For now, every night when a full moon appears, Paul transforms into a human-sized bipedal lizard-like entity with rampaging, murderous tendencies – this movie's eponymous moon beast – leaving gory carnage as well as very large clawed tracks in its wake. Moreover, it turns out that this bizarre phenomenon has been happening in this region since time immemorial, as revealed in local Native American legends and ancient paintings subsequently made known to Paul by his Native American mentor, Prof. John 'Jonny Longbow' Salinas (Gregorio Sala).

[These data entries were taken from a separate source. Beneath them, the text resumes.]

//! Tauri-side tray wiring: widget construction, menu building, event handling.
//!
//! `tray.rs` holds the platform-agnostic controller; this module gives it a
//! real widget (`TauriTray`, addressing the tray through the app handle so the
//! controller state stays `Send`), builds the context menu from the pure
//! layout, and dispatches menu/icon events to the window and the settings
//! store. Menu content changes (the Dock-icon checkbox flipping the "Menu"
//! submenu in and out) are done by rebuilding the menu from the layout, the
//! reliable way to mutate a live tray menu.

use tauri::image::Image;
use tauri::menu::{CheckMenuItem, Menu, MenuEvent, MenuItem, MenuItemKind, PredefinedMenuItem, Submenu};
use tauri::tray::{MouseButton, MouseButtonState, TrayIconBuilder, TrayIconEvent};
use tauri::Manager;
use tracing::{debug, warn};

use crate::config::{PrefKey, SettingsStore};
use crate::icons::IconAsset;
use crate::menu_bar_mode;
use crate::platform::PlatformVariant;
use crate::tray::{
    destroy_after_delay, tray_menu_layout, unread_tooltip, SharedTrayController, TrayHandle,
    TrayMenuEntry, DESTROY_DELAY,
};
use crate::windows;
use crate::Settings;

/// Id of the single tray icon this process owns.
pub const TRAY_ID: &str = "main";

/// Shared controller state as managed in Tauri, for a given runtime.
pub type TrayState<R> = SharedTrayController<TauriTray<R>>;

/// `TrayHandle` backed by the Tauri tray registry. Holding the app handle
/// instead of the `TrayIcon` itself keeps the controller free of widget
/// lifetime concerns; `dispose` removes the icon from the registry.
pub struct TauriTray<R: tauri::Runtime> {
    app: tauri::AppHandle<R>,
}

impl<R: tauri::Runtime> TauriTray<R> {
    pub fn new(app: tauri::AppHandle<R>) -> Self {
        Self { app }
    }
}

impl<R: tauri::Runtime> TrayHandle for TauriTray<R> {
    fn set_icon(&self, asset: IconAsset) {
        let Some(tray) = self.app.tray_by_id(TRAY_ID) else {
            return;
        };
        match Image::from_bytes(asset.bytes()) {
            Ok(image) => {
                if let Err(e) = tray.set_icon(Some(image)) {
                    warn!(error = %e, "Failed to set tray icon");
                }
                #[cfg(target_os = "macos")]
                if let Err(e) = tray.set_icon_as_template(asset.is_template()) {
                    warn!(error = %e, "Failed to mark tray icon as template");
                }
            }
            Err(e) => warn!(error = %e, asset = asset.file_name(), "Failed to load tray icon"),
        }
    }

    fn set_tooltip(&self, tooltip: &str) {
        let Some(tray) = self.app.tray_by_id(TRAY_ID) else {
            return;
        };
        if let Err(e) = tray.set_tooltip(Some(tooltip)) {
            warn!(error = %e, "Failed to set tray tooltip");
        }
    }

    fn dispose(&self) {
        if self.app.remove_tray_by_id(TRAY_ID).is_none() {
            debug!("Tray icon already removed");
        }
    }
}

/// Creates the tray icon with its context menu and handlers. No-op if the
/// tray already exists.
pub fn create_tray<R: tauri::Runtime>(
    app: &tauri::AppHandle<R>,
    settings: &dyn SettingsStore,
) -> tauri::Result<()> {
    let state = app.state::<TrayState<R>>();
    let Ok(mut controller) = state.lock() else {
        warn!("Tray state lock poisoned, skipping create");
        return Ok(());
    };
    if controller.is_present() {
        return Ok(());
    }

    let variant = PlatformVariant::current();
    let menu = build_tray_menu(app, variant, settings.get(PrefKey::ShowDockIcon))?;
    let icon = Image::from_bytes(IconAsset::select(variant, false).bytes())?;

    let _tray = TrayIconBuilder::with_id(TRAY_ID)
        .icon(icon)
        .icon_as_template(variant.is_macos())
        .menu(&menu)
        // macOS tray icons natively open their menu on a single click; on
        // other platforms the left click is reserved for toggling the window.
        .show_menu_on_left_click(variant.is_macos())
        .tooltip(unread_tooltip(0))
        .on_menu_event(handle_tray_menu_event)
        .on_tray_icon_event(handle_tray_icon_event)
        .build(app)?;

    controller.install(TauriTray::new(app.clone()));
    debug!("Tray icon created");
    Ok(())
}

/// Schedules tray removal after `DESTROY_DELAY`. Always schedules, even while
/// Absent; the deferred callback re-checks existence, so extra timers are
/// harmless.
pub fn destroy_tray<R: tauri::Runtime>(app: &tauri::AppHandle<R>) {
    let state = app.state::<TrayState<R>>();
    let shared = std::sync::Arc::clone(state.inner());
    tauri::async_runtime::spawn(destroy_after_delay(shared, DESTROY_DELAY));
}

/// Pushes a new unread count to the tray.
pub fn update_unread<R: tauri::Runtime>(app: &tauri::AppHandle<R>, count: u32) {
    let state = app.state::<TrayState<R>>();
    if let Ok(mut controller) = state.lock() {
        controller.update(count);
    };
}

/// Swaps the plain/unread badge icon (non-macOS).
pub fn set_badge<R: tauri::Runtime>(app: &tauri::AppHandle<R>, should_display_unread: bool) {
    let state = app.state::<TrayState<R>>();
    if let Ok(mut controller) = state.lock() {
        controller.set_badge(should_display_unread);
    };
}

/// Builds the tray context menu from the pure layout for the given platform
/// and Dock-icon flag.
fn build_tray_menu<R: tauri::Runtime>(
    app: &tauri::AppHandle<R>,
    variant: PlatformVariant,
    show_dock_icon: bool,
) -> tauri::Result<Menu<R>> {
    let menu = Menu::new(app)?;
    for entry in tray_menu_layout(variant, show_dock_icon) {
        match entry {
            TrayMenuEntry::ToggleWindow => {
                menu.append(&MenuItem::with_id(
                    app,
                    "toggle-window",
                    "Toggle",
                    true,
                    None::<&str>,
                )?)?;
            }
            TrayMenuEntry::DisableMenuBarMode => {
                menu.append(&MenuItem::with_id(
                    app,
                    "disable-menu-bar-mode",
                    "Disable Menu Bar Mode",
                    true,
                    None::<&str>,
                )?)?;
            }
            TrayMenuEntry::ShowDockIcon { checked } => {
                menu.append(&CheckMenuItem::with_id(
                    app,
                    "show-dock-icon",
                    "Show Dock Icon",
                    true,
                    checked,
                    None::<&str>,
                )?)?;
            }
            TrayMenuEntry::AppMenu => {
                if let Some(submenu) = build_app_submenu(app)? {
                    menu.append(&submenu)?;
                }
            }
            TrayMenuEntry::Separator => {
                menu.append(&PredefinedMenuItem::separator(app)?)?;
            }
            TrayMenuEntry::Quit => {
                menu.append(&MenuItem::with_id(app, "quit", "Quit", true, None::<&str>)?)?;
            }
        }
    }
    Ok(menu)
}

/// Mirrors the current application menu into a "Menu" submenu, so the app
/// menu stays reachable while the Dock icon is hidden. Returns None when the
/// app has no menu to mirror.
fn build_app_submenu<R: tauri::Runtime>(
    app: &tauri::AppHandle<R>,
) -> tauri::Result<Option<Submenu<R>>> {
    let Some(app_menu) = app.menu() else {
        return Ok(None);
    };
    let submenu = Submenu::with_id(app, "dock-menu", "Menu", true)?;
    for item in app_menu.items()? {
        match &item {
            MenuItemKind::MenuItem(i) => submenu.append(i)?,
            MenuItemKind::Submenu(s) => submenu.append(s)?,
            MenuItemKind::Predefined(p) => submenu.append(p)?,
            MenuItemKind::Check(c) => submenu.append(c)?,
            MenuItemKind::Icon(i) => submenu.append(i)?,
        }
    }
    Ok(Some(submenu))
}

/// Rebuilds and swaps the context menu after the Dock-icon flag changes.
fn rebuild_tray_menu<R: tauri::Runtime>(app: &tauri::AppHandle<R>, settings: &dyn SettingsStore) {
    let Some(tray) = app.tray_by_id(TRAY_ID) else {
        return;
    };
    let variant = PlatformVariant::current();
    match build_tray_menu(app, variant, settings.get(PrefKey::ShowDockIcon)) {
        Ok(menu) => {
            if let Err(e) = tray.set_menu(Some(menu)) {
                warn!(error = %e, "Failed to update tray menu");
            }
        }
        Err(e) => warn!(error = %e, "Failed to rebuild tray menu"),
    }
}

/// Handles a tray menu click.
fn handle_tray_menu_event<R: tauri::Runtime>(app: &tauri::AppHandle<R>, event: MenuEvent) {
    match event.id().0.as_str() {
        "toggle-window" => {
            windows::toggle_main_window(app);
        }
        "disable-menu-bar-mode" => {
            let settings = app.state::<Settings>();
            settings.0.set(PrefKey::MenuBarMode, false);
            menu_bar_mode::apply_menu_bar_mode(app, settings.0.as_ref());
        }
        "show-dock-icon" => {
            let settings = app.state::<Settings>();
            let show = !settings.0.get(PrefKey::ShowDockIcon);
            settings.0.set(PrefKey::ShowDockIcon, show);
            crate::dock::set_dock_visible(app, show);
            // The "Menu" submenu is visible exactly while the Dock icon is
            // hidden; rebuilding applies both it and the checkbox state.
            rebuild_tray_menu(app, settings.0.as_ref());
        }
        "quit" => {
            app.exit(0);
        }
        _ => {}
    }
}

/// Handles direct clicks on the tray icon. On macOS the single click opens
/// the menu natively, so only the other platforms toggle the window here.
fn handle_tray_icon_event<R: tauri::Runtime>(
    tray: &tauri::tray::TrayIcon<R>,
    event: TrayIconEvent,
) {
    if PlatformVariant::current().is_macos() {
        return;
    }
    match event {
        TrayIconEvent::Click {
            button: MouseButton::Left,
            button_state: MouseButtonState::Up,
            ..
        }
        | TrayIconEvent::DoubleClick {
            button: MouseButton::Left,
            ..
        } => {
            windows::main_window_tray_click(tray.app_handle());
        }
        _ => {}
    }
}
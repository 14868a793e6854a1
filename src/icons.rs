//! Tray icon assets and selection.
//!
//! The four tray images live in `static/` and are embedded at compile time so
//! the tray never depends on files being present next to the installed binary.
//! macOS uses the template pair (the OS tints them to match the menu bar);
//! other platforms use the full-color pair.

use crate::platform::PlatformVariant;

pub const ICON_TRAY: &[u8] = include_bytes!("../static/IconTray.png");
pub const ICON_TRAY_UNREAD: &[u8] = include_bytes!("../static/IconTrayUnread.png");
pub const ICON_MENU_BAR_TEMPLATE: &[u8] = include_bytes!("../static/IconMenuBarTemplate.png");
pub const ICON_MENU_BAR_UNREAD_TEMPLATE: &[u8] =
    include_bytes!("../static/IconMenuBarUnreadTemplate.png");

/// One of the four bundled tray images.
#[derive(Debug, Clone, Copy, PartialEq, Eq)]
pub enum IconAsset {
    Tray,
    TrayUnread,
    MenuBarTemplate,
    MenuBarUnreadTemplate,
}

impl IconAsset {
    /// Picks the image for the given platform and unread state.
    pub fn select(variant: PlatformVariant, has_unread: bool) -> Self {
        match (variant, has_unread) {
            (PlatformVariant::MacOs, false) => Self::MenuBarTemplate,
            (PlatformVariant::MacOs, true) => Self::MenuBarUnreadTemplate,
            (PlatformVariant::Other, false) => Self::Tray,
            (PlatformVariant::Other, true) => Self::TrayUnread,
        }
    }

    /// File name of the asset under `static/`.
    pub fn file_name(self) -> &'static str {
        match self {
            Self::Tray => "IconTray.png",
            Self::TrayUnread => "IconTrayUnread.png",
            Self::MenuBarTemplate => "IconMenuBarTemplate.png",
            Self::MenuBarUnreadTemplate => "IconMenuBarUnreadTemplate.png",
        }
    }

    /// Raw PNG bytes of the asset.
    pub fn bytes(self) -> &'static [u8] {
        match self {
            Self::Tray => ICON_TRAY,
            Self::TrayUnread => ICON_TRAY_UNREAD,
            Self::MenuBarTemplate => ICON_MENU_BAR_TEMPLATE,
            Self::MenuBarUnreadTemplate => ICON_MENU_BAR_UNREAD_TEMPLATE,
        }
    }

    /// True for the macOS template images, which the OS recolors itself.
    pub fn is_template(self) -> bool {
        matches!(self, Self::MenuBarTemplate | Self::MenuBarUnreadTemplate)
    }
}
//! Menu bar mode: Courier as a tray-resident app.
//!
//! With the mode on, the app lives in the tray/menu bar; the Dock icon is
//! shown only if the separate `ShowDockIcon` preference says so. With the mode
//! off, the tray icon is torn down (deferred, see `tray::DESTROY_DELAY`), the
//! Dock entry comes back, and the main window is brought to the front.
//! The tray only ever calls `apply_menu_bar_mode` after persisting the flag.

use tracing::info;

use crate::config::{PrefKey, SettingsStore};
use crate::dock;
use crate::tray_actions;
use crate::windows;

/// Applies the persisted `MenuBarMode` preference to the running app.
pub fn apply_menu_bar_mode<R: tauri::Runtime>(
    app: &tauri::AppHandle<R>,
    settings: &dyn SettingsStore,
) {
    let enabled = settings.get(PrefKey::MenuBarMode);
    info!(enabled, "Applying menu bar mode");
    if enabled {
        if let Err(e) = tray_actions::create_tray(app, settings) {
            tracing::warn!(error = %e, "Failed to create tray for menu bar mode");
        }
        dock::set_dock_visible(app, settings.get(PrefKey::ShowDockIcon));
    } else {
        tray_actions::destroy_tray(app);
        dock::set_dock_visible(app, true);
        windows::show_main_window(app);
    }
}
// Prevents additional console window on Windows in release, DO NOT REMOVE!!
#![cfg_attr(not(debug_assertions), windows_subsystem = "windows")]

fn main() {
    courier_lib::run()
}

While human, however, Paul has no knowledge of being a lizard and killing people, and for much of the movie no-one else has either, determined though they are to expose the identity of the elusive killer in their midst. Ultimately, however, as is always the case in films like this, Paul's sinister secret is indeed exposed – although to be fair, had it not eventually become public knowledge there wouldn't have been much of a movie!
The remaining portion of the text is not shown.